Exercise:
Transcribe the stretch of entries below from the line with "every model call attempt." through the line with "impl fmt::Display for", exactly and with both ends included; leave out all other lines.

================================

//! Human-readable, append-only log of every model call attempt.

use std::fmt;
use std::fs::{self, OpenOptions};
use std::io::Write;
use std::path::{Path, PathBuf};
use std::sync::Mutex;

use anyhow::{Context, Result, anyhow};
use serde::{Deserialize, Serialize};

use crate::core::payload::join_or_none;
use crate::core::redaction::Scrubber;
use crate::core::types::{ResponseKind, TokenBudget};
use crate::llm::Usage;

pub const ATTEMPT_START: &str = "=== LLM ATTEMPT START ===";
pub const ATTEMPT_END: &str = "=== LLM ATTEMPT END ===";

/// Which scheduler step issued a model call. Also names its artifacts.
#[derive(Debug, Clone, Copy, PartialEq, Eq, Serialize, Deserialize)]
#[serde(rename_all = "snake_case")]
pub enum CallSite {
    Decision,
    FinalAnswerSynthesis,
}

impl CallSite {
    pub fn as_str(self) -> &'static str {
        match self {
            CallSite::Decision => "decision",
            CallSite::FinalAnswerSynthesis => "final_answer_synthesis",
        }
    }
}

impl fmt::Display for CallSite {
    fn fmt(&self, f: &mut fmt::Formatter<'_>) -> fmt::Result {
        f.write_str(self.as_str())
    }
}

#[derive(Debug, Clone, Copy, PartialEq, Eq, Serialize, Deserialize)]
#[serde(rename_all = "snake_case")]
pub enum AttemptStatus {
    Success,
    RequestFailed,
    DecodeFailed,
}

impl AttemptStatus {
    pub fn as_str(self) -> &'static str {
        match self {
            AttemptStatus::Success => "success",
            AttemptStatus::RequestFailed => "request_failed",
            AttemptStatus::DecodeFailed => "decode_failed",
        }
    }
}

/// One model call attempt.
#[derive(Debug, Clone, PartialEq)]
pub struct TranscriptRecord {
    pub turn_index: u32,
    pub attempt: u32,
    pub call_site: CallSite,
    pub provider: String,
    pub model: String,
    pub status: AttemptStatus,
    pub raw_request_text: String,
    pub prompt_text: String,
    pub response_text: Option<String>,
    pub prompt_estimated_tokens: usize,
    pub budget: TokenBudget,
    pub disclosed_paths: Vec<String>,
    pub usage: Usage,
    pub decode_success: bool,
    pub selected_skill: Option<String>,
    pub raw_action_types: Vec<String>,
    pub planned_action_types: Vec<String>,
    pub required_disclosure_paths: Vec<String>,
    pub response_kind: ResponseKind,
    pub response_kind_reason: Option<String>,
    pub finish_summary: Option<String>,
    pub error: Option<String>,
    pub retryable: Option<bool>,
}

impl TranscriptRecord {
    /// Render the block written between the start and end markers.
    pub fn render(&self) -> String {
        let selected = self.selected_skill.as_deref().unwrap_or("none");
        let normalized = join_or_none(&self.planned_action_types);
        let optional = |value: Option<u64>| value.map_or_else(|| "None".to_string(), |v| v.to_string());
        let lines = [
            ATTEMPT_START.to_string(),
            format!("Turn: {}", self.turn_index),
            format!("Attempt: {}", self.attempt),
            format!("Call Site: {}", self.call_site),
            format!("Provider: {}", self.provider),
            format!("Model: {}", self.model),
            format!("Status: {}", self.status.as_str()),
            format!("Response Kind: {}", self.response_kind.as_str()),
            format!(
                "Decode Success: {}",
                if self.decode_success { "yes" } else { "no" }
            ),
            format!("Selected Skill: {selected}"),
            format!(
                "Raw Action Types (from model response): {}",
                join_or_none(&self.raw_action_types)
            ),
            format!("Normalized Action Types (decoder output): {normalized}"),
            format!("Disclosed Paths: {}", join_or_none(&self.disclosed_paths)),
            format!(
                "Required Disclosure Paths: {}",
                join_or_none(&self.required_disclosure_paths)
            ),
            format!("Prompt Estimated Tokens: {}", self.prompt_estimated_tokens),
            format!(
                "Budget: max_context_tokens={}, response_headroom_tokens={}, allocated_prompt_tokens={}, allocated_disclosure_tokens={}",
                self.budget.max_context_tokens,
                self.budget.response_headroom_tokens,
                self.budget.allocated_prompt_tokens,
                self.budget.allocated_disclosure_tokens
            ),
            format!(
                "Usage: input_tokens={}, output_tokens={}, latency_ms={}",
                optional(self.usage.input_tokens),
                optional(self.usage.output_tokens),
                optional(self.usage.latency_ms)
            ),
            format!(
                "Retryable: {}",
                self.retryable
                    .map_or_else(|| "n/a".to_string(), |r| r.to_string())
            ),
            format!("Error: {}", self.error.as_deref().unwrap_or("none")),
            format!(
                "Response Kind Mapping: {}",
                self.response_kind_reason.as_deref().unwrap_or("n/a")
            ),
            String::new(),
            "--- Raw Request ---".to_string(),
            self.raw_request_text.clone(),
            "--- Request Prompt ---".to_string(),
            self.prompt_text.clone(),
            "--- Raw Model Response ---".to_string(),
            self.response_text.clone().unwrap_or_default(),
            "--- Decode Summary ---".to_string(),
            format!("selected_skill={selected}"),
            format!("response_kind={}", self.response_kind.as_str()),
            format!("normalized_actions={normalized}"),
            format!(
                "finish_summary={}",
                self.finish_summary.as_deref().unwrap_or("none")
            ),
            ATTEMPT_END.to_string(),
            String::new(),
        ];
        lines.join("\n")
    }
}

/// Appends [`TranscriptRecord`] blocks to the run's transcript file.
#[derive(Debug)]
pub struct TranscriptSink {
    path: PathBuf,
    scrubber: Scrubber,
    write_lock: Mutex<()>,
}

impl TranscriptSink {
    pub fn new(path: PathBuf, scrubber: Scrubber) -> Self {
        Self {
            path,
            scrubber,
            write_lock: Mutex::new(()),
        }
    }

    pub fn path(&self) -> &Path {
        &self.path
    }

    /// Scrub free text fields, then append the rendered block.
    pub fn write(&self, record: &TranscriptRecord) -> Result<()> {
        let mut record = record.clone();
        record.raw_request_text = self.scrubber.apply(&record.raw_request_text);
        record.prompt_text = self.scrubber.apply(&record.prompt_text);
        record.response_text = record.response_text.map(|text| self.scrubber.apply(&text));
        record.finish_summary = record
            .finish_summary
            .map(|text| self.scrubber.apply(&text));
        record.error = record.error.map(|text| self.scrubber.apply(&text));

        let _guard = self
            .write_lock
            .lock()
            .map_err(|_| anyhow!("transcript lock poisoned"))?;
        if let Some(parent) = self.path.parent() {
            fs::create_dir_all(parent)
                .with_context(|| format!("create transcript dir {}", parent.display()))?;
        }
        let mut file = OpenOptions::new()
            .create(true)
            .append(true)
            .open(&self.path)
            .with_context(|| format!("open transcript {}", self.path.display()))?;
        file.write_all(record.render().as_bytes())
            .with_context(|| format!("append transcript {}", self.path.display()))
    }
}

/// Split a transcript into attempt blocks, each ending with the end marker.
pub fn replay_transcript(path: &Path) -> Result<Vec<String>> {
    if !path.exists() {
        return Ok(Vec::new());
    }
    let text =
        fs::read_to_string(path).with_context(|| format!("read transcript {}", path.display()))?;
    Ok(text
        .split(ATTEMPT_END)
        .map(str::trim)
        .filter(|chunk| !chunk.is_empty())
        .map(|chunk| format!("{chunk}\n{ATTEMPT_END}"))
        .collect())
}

================================

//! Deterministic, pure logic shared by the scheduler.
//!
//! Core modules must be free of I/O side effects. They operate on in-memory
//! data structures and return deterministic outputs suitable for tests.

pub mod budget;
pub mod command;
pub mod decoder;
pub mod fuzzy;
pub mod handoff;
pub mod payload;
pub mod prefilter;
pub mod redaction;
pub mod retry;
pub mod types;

================================

The completed task:
//! Human-readable, append-only log of every model call attempt.

use std::fmt;
use std::fs::{self, OpenOptions};
use std::io::Write;
use std::path::{Path, PathBuf};
use std::sync::Mutex;

use anyhow::{Context, Result, anyhow};
use serde::{Deserialize, Serialize};

use crate::core::payload::join_or_none;
use crate::core::redaction::Scrubber;
use crate::core::types::{ResponseKind, TokenBudget};
use crate::llm::Usage;

pub const ATTEMPT_START: &str = "=== LLM ATTEMPT START ===";
pub const ATTEMPT_END: &str = "=== LLM ATTEMPT END ===";

/// Which scheduler step issued a model call. Also names its artifacts.
#[derive(Debug, Clone, Copy, PartialEq, Eq, Serialize, Deserialize)]
#[serde(rename_all = "snake_case")]
pub enum CallSite {
    Decision,
    FinalAnswerSynthesis,
}

impl CallSite {
    pub fn as_str(self) -> &'static str {
        match self {
            CallSite::Decision => "decision",
            CallSite::FinalAnswerSynthesis => "final_answer_synthesis",
        }
    }
}

impl fmt::Display for CallSite {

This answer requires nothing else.